Wednesday, November 6, 2019

MY HOME AT THE INTERSECTION OZASIA FESTIVAL 2019


My Home At The Intersection. 

Written and performed by Abhishek Thapar.  Featuring Venu Thapar, Shveta Grover and Ashok Thapar (in video). DAS Theatre Amsterdam. The Rehearsal Room. Adelaide Festival Theatre. OzAsia Festival. November 2-3. 2019.

Reviewed by Peter Wilkins

Abishek Taphar tells his story in My Home At The Intersection


A striking feature of the OzAsia Festival in Adelaide is the diversity of human experience expressed in the variety of performances by Asian and Australian artists. Four performances that I saw during my visit to this unique festival were personal explorations of the profound impact of events and experiences in their homeland.

Cuckoo recounts the reason why South Korean actor left Seoul at the time of the great Asian financial crisis and the consequences for his countrymen and women. Surpassing The Beeline, written and directed by Abishek Thapar introduces audiences to the stories of expats living in Amsterdam and Adelaide and the connection with their homland through the food of their culture. Since Ali Died describes what it was like for Eurasian Muslim Omar Musa growing up in the Australian country town of Queanbeyan. Each story arouses empathy and understanding. My Home At The Intersection is another moving tale of displacement and the impact of political events on the people of Northern India.

Thapar greets his audience in the foyer of the Adelaide Festival Centre’s Dunstan Playhouse. In his hand he gently holds a lemon pickle jar, a final reminder of his grandfather. He carefully cuts the remnants of the pickle discovered in 1992 when the family were forced to flee their country for Europe twenty seven years before. 50 fingers dab lightly into the lemon pickle to savour the bitter sweet taste at the back of the throat.  Thapar leads us through the corridors below the Dunstan Playhouse to a Rehearsal Room strewn with wheat seeds, Cushions are on the floor and a row of chairs behind facing a video screen. Music plays in the background and Thapar crouches amongst the seeds on the floor.
What follows is a simple, graphic and moving account of the impact of the anti-Sikh riots of 1984 that drove Thapar and his family from Punjab under the threat of persecution and death after the assassination of Prime Minister Indira Ghandi by her Sikh bodyguards. Using models of the Golden Temple and signs to indicate the opposing forces and military operations, Thapar traces his life from a happy young child who won an award for his Superhero costume to his family’s flight to the Netherlands and eventual return with memorabilia to re-enact a home life on video in remembrance of his family’s homeland. Even then, his family was unable to re-enact an aspect of life on the soil of their home, which had been razed to the ground. 

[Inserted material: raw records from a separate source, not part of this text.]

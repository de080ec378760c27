//! Key-value persistence for the serialized cart.

pub mod json_file;

pub use json_file::*;

use std::collections::HashMap;
use std::sync::Mutex;

use thiserror::Error;

#[derive(Debug, Clone, Error, PartialEq)]
pub enum StorageError {
    #[error("Storage I/O error: {0}")]
    Io(String),
}

/// Durable key-value store for the serialized cart. Keys are namespaced
/// strings; payloads must round-trip exactly.
pub trait CartStorage: Send + Sync {
    fn load(&self, key: &str) -> Result<Option<String>, StorageError>;
    fn save(&self, key: &str, payload: &str) -> Result<(), StorageError>;
}

/// Map-backed storage for tests and the default demo wiring.
#[derive(Default)]
pub struct MemoryStorage {
    entries: Mutex<HashMap<String, String>>,
}

impl MemoryStorage {
    pub fn new() -> Self {
        Self::default()
    }
}

impl CartStorage for MemoryStorage {
    fn load(&self, key: &str) -> Result<Option<String>, StorageError> {
        let entries = self
            .entries
            .lock()
            .map_err(|_| StorageError::Io("storage lock poisoned".to_string()))?;
        Ok(entries.get(key).cloned())
    }

    fn save(&self, key: &str, payload: &str) -> Result<(), StorageError> {
        let mut entries = self
            .entries
            .lock()
            .map_err(|_| StorageError::Io("storage lock poisoned".to_string()))?;
        entries.insert(key.to_string(), payload.to_string());
        Ok(())
    }
}
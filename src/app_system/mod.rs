//! System orchestration, startup, and shutdown logic.

pub mod shop_system;
pub mod tracing;

pub use self::tracing::*;
pub use shop_system::*;
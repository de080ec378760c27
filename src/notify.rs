use std::fmt;

use tracing::error;

/// Fixed user-facing messages, one per failure category.
#[derive(Debug, Clone, Copy, PartialEq, Eq)]
pub enum Notice {
    AddFailed,
    RemoveFailed,
    UpdateFailed,
    OutOfStock,
}

impl fmt::Display for Notice {
    fn fmt(&self, f: &mut fmt::Formatter<'_>) -> fmt::Result {
        let message = match self {
            Notice::AddFailed => "Failed to add product",
            Notice::RemoveFailed => "Failed to remove product",
            Notice::UpdateFailed => "Failed to update product quantity",
            Notice::OutOfStock => "Requested quantity is out of stock",
        };
        f.write_str(message)
    }
}

/// Fire-and-forget sink for user-facing messages. No return value, no retry.
pub trait Notifier: Send + Sync {
    fn notify(&self, notice: Notice);
}

/// Routes notices through the tracing pipeline.
pub struct TracingNotifier;

impl Notifier for TracingNotifier {
    fn notify(&self, notice: Notice) {
        error!(%notice, "User notification");
    }
}

#[cfg(test)]
mod tests {
    use super::*;

    #[test]
    fn each_category_has_a_fixed_message() {
        assert_eq!(Notice::AddFailed.to_string(), "Failed to add product");
        assert_eq!(Notice::RemoveFailed.to_string(), "Failed to remove product");
        assert_eq!(
            Notice::UpdateFailed.to_string(),
            "Failed to update product quantity"
        );
        assert_eq!(
            Notice::OutOfStock.to_string(),
            "Requested quantity is out of stock"
        );
    }
}
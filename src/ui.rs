use std::sync::Arc;

use tracing::{instrument, warn};

use crate::cart_store::{CartOutcome, CartStore};
use crate::domain::Product;
use crate::notify::{Notice, Notifier};

/// UI-facing cart.
///
/// Same operations as [`CartStore`], but every failed call is reduced to
/// exactly one fixed notification and no state change; success is silent.
/// Callers that need the failure cause use the store directly.
pub struct StorefrontCart {
    store: CartStore,
    notifier: Arc<dyn Notifier>,
}

impl StorefrontCart {
    pub fn new(store: CartStore, notifier: Arc<dyn Notifier>) -> Self {
        Self { store, notifier }
    }

    pub fn items(&self) -> &[Product] {
        self.store.items()
    }

    #[instrument(skip(self))]
    pub async fn add_product(&mut self, product_id: u64) {
        match self.store.add_product(product_id).await {
            Ok(CartOutcome::Applied) => {}
            Ok(CartOutcome::OutOfStock { .. }) => self.notifier.notify(Notice::OutOfStock),
            Err(e) => {
                warn!(error = %e, "Add failed");
                self.notifier.notify(Notice::AddFailed);
            }
        }
    }

    #[instrument(skip(self))]
    pub async fn remove_product(&mut self, product_id: u64) {
        if let Err(e) = self.store.remove_product(product_id).await {
            warn!(error = %e, "Remove failed");
            self.notifier.notify(Notice::RemoveFailed);
        }
    }

    #[instrument(skip(self))]
    pub async fn update_product_amount(&mut self, product_id: u64, amount: u32) {
        match self.store.update_product_amount(product_id, amount).await {
            Ok(CartOutcome::Applied) => {}
            Ok(CartOutcome::OutOfStock { .. }) => self.notifier.notify(Notice::OutOfStock),
            Err(e) => {
                warn!(error = %e, "Update failed");
                self.notifier.notify(Notice::UpdateFailed);
            }
        }
    }
}
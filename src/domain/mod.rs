pub mod product;
pub mod stock;

pub use product::*;
pub use stock::*;
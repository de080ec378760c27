use serde::{Deserialize, Serialize};

/// Available quantity for a product, as served by `GET /stock/{id}`.
#[derive(Debug, Clone, Copy, PartialEq, Eq, Serialize, Deserialize)]
pub struct StockInfo {
    pub id: u64,
    pub amount: u32,
}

Like so many who have had to flee their homeland and seek security in a foreign land, Thapar searches for identity, sifting through memories of the past, the horrors of the violent quest for a Khalistan State, and a longing to remain connected to his homeland through his grandfather’s lemon pickle jar. This is a personal voyage of enormous pathos. Seated on the floor and tracing the streets and places in the wheat seeds, Thapar tells his story with earnest, gentle explanation. At times, the emotions overwhelm, causing him to pause before continuing and drawing us into his story.

We move out to the corridor where our shoes have been placed before entering the performance, and we move back to the foyer and out into the daylight, secure in the knowledge of who we are and the place we call home. My Life At The Intersection and Thapar’s other show at the festival, Surpassing The Beeline evoke a salutary wave of empathy, gently, clearly and persuasively. I walk back into the streets of Adelaide and I think of Manus and Nauru and the many displaced by violence, by politics and by oppression and who are denied a place that they can call home.